Sta vincendo una pseudocultura politica intollerante e autoritaria che, dove è
andata al potere, ha sempre proibito ogni manifestazione pubblica della fede,
sostituendo le liturgie, le gerarchie, le speranze religiose con altre
liturgie, gerarchie, speranze.
Nei giorni scorsi Matteo Salvini è stato duramente attaccato per aver
chiesto che, pur con tutte le cautele necessarie, le chiese vengano riaperte ai
fedeli per la messa di Pasqua. Quello che ha disturbato di più, non è il
rischio contagio che si potrebbe innescare, quanto il fatto che il Capitano,
come ha già fatto altre volte, si faccia portavoce
di un tradizionalismo religioso inviso a tutta la cultura progressista e anche
a molti vescovi. Salvini è tacciato, in sostanza, di strumentalizzare la
fede per fini meramente elettorali.
Non ci sono dubbi che la separazione
tra la sfera politica e quella religiosa sia uno dei contributi più
rilevanti del cristianesimo alla civiltà occidentale (Date a Cesare quel che è
di Cesare e a Dio quel che è di Dio) e che la riduzione della fede a instrumentum
regni sia una delle tentazioni più subdole del potere politico, come insegna la
storia della chiesa e come conferma l'attuale integralismo islamico.

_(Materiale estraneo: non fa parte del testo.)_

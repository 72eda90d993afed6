//! Categorical feature encoding transformers.
//!
//! ## OneHotEncoder
//! Converts one categorical column into indicator columns, one per category
//! seen during fitting.
//!
//! ```ignore
//! // Seasons: ["Winter", "Summer", "Winter"]
//! // Output columns: Seasons=Summer, Seasons=Winter
//! // [[0, 1], [1, 0], [0, 1]]
//! ```

mod one_hot;

pub use one_hot::{FittedOneHotEncoder, OneHotEncoder, OneHotEncoderParams};

use serde::{Deserialize, Serialize};

/// Strategy for handling unknown categories during transform.
#[derive(Clone, Copy, Debug, Default, PartialEq, Eq, Serialize, Deserialize)]
#[serde(rename_all = "lowercase")]
pub enum HandleUnknown {
    /// Raise an error when unknown categories are encountered.
    Error,
    /// Ignore unknown categories (the indicator group is all zeros).
    #[default]
    Ignore,
}

#[cfg(test)]
mod tests {
    use super::*;

    #[test]
    fn test_handle_unknown_default_is_ignore() {
        assert_eq!(HandleUnknown::default(), HandleUnknown::Ignore);
    }

    #[test]
    fn test_handle_unknown_json_names() {
        assert_eq!(serde_json::to_string(&HandleUnknown::Error).unwrap(), "\"error\"");
        let parsed: HandleUnknown = serde_json::from_str("\"ignore\"").unwrap();
        assert_eq!(parsed, HandleUnknown::Ignore);
    }
}
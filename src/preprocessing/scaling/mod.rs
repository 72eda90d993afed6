//! Scaling transformers for numeric columns.
//!
//! # Example
//!
//! ```ignore
//! use tabular_holdout::preprocessing::scaling::StandardScaler;
//! use tabular_holdout::preprocessing::{FittedTransformer, Transformer};
//!
//! let scaler = StandardScaler::new("Temperature");
//! let fitted = scaler.fit(&train)?;
//! let scaled = fitted.transform(&test)?;
//! ```

pub mod standard;

pub use standard::{
    FittedStandardScaler, StandardScaler, StandardScalerConfig, StandardScalerParams,
};
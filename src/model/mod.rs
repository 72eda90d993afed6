//! Regression models.
//!
//! Models follow the same fit/predict split as the preprocessing
//! transformers:
//! - [`Estimator`]: unfitted model with hyperparameters; `fit` consumes a
//!   training matrix and labels and returns a fitted predictor.
//! - [`Predictor`]: fitted model ready for inference and serialization.

pub mod linear;
pub mod solver;

pub use linear::{
    FittedLinearRegression, LinearRegression, LinearRegressionConfig, LinearRegressionParams,
};

use crate::error::Result;
use crate::feature_matrix::FeatureMatrix;
use crate::serialization::SerializableParams;
use serde::de::DeserializeOwned;
use serde::Serialize;
use std::path::Path;

/// Unfitted regression model.
pub trait Estimator {
    /// The fitted model type ready for inference.
    type Fitted: Predictor;

    /// Fit a new, independent model on `features` and `labels`.
    fn fit(&self, features: &FeatureMatrix, labels: &[f64]) -> Result<Self::Fitted>;
}

/// Fitted regression model.
pub trait Predictor: Clone {
    /// Serializable representation of learned parameters.
    type Params: Serialize + DeserializeOwned;

    /// Predict one value per row of `features`.
    fn predict(&self, features: &FeatureMatrix) -> Result<Vec<f64>>;

    /// Number of columns expected at prediction time.
    fn n_features_in(&self) -> usize;

    /// Extract learned parameters as a serializable representation.
    fn extract_params(&self) -> Self::Params;

    /// Reconstruct a fitted model from parameters.
    fn from_params(params: Self::Params) -> Result<Self>
    where
        Self: Sized;

    /// Save the fitted model to a file.
    fn save_to_file<P: AsRef<Path>>(&self, path: P) -> Result<()> {
        self.extract_params().write_to_file(path)
    }

    /// Load a fitted model from a file.
    fn load_from_file<P: AsRef<Path>>(path: P) -> Result<Self>
    where
        Self: Sized,
    {
        Self::from_params(Self::Params::read_from_file(path)?)
    }
}
//! Full harness runs: every backend under varying producer/consumer counts.
//!
//! Each iteration builds a fresh backend and spawns fresh threads, so thread
//! start-up is part of the measurement. The `workload` axis moves the
//! bottleneck from the queue to the consumers.

use criterion::{BenchmarkId, Criterion, Throughput, criterion_group, criterion_main};
use handoff::{BackendKind, HarnessConfig, LoadHarness};
use std::hint::black_box;

const REPEATS: usize = 10_000;

/// Balanced sweep: producers and consumers in {1, 2, 4}, no simulated work.
fn contention(c: &mut Criterion) {
    let mut group = c.benchmark_group("contention");
    group.sample_size(20);

    for kind in BackendKind::ALL {
        for producers in [1, 2, 4] {
            for consumers in [1, 2, 4] {
                let config = HarnessConfig::new(producers, consumers, REPEATS);
                let harness = LoadHarness::new(config).unwrap();
                group.throughput(Throughput::Elements(harness.total_items() as u64));

                group.bench_with_input(
                    BenchmarkId::new(kind.to_string(), format!("{producers}p{consumers}c")),
                    &kind,
                    |b, &kind| b.iter(|| black_box(harness.run_variant(kind).unwrap())),
                );
            }
        }
    }
    group.finish();
}

/// Consumer-bound runs: same sweep with expensive per-item work.
fn with_workload(c: &mut Criterion) {
    let mut group = c.benchmark_group("with_workload");
    group.sample_size(10);

    for kind in BackendKind::ALL {
        for consumers in [1, 2, 4] {
            let config = HarnessConfig::new(2, consumers, REPEATS / 10).with_workload(1000);
            let harness = LoadHarness::new(config).unwrap();
            group.throughput(Throughput::Elements(harness.total_items() as u64));

            group.bench_with_input(
                BenchmarkId::new(kind.to_string(), consumers),
                &kind,
                |b, &kind| b.iter(|| black_box(harness.run_variant(kind).unwrap())),
            );
        }
    }
    group.finish();
}

criterion_group!(benches, contention, with_workload);
criterion_main!(benches);
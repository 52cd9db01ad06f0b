//! Producer/consumer load harness for comparing blocking-queue backends.
//!
//! A run starts `producers` threads that each push `repeats` [`Ticket`]s into
//! a [`Backend`], and `consumers` threads that retrieve them and burn a fixed
//! amount of simulated work per item. The run ends once every ticket has been
//! processed exactly once.
//!
//! ```
//! use handoff::{BackendKind, HarnessConfig, LoadHarness};
//!
//! let config = HarnessConfig::new(3, 2, 100).with_workload(10);
//! let harness = LoadHarness::new(config)?;
//!
//! for kind in BackendKind::ALL {
//!     let summary = harness.run_variant(kind)?;
//!     assert_eq!(summary.total_processed(), 300);
//! }
//! # Ok::<(), handoff::HarnessError>(())
//! ```
//!
//! The queue primitives live in [`handoff_core`] and are re-exported here.

#![warn(missing_docs)]

pub mod backend;
mod config;
mod error;
mod harness;

#[cfg(test)]
mod tests;

pub use backend::{Backend, BackendKind, ParseBackendError, Retrieval, Retrieved};
pub use config::{ConfigError, HarnessConfig};
pub use error::{HarnessError, Role};
pub use harness::{LoadHarness, RunSummary, Ticket};

pub use handoff_core::{
    AddError, BlockingQueue, ConsumingIter, Countdown, SignalError, TakeError, WaitError,
    WorkSimulator,
};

Ma queste accuse oggi vengono da
una cultura politica che, dove è andata al potere, ha sempre proibito ogni
manifestazione pubblica della fede, sostituendo le liturgie, le gerarchie, le
speranze religiose con altre liturgie, gerarchie, speranze.
La fede è stata al massimo
tollerata come forma di sentimentalismo individuale. Ma tutti i
tentativi fatti finora per sradicare il senso religioso sono storicamente
falliti, perché l'uomo non può fare a meno di interrogarsi sul senso del suo
vivere, del suo soffrire, del suo morire e queste risposte non arrivano dalla
scienza.
Il tema del rapporto tra fede e politica, pur essendo delicato e complesso,
ha infiammato per secoli il dibattito pubblico: se è vero che la prima
invocazione del Padre nostro, sia santificato il Tuo nome, chiede proprio di
purificare il rapporto con Dio da ogni secondo fine (e tra questi il più
pericoloso è proprio la ricerca del potere), è altrettanto vero che la fede cristiana non è riducibile a un'ascesi
individuale e non può non incarnarsi in una comunità, con tutto quello che
ne consegue in termini di creazione di codici etici e giuridici, gerarchie,
liturgie.
Possibile che non si riesca a trovare il modo per consentire a chi vuole di
partecipare alla messa, almeno a Pasqua, senza mettere a rischio la salute
pubblica, come si fa al supermercato?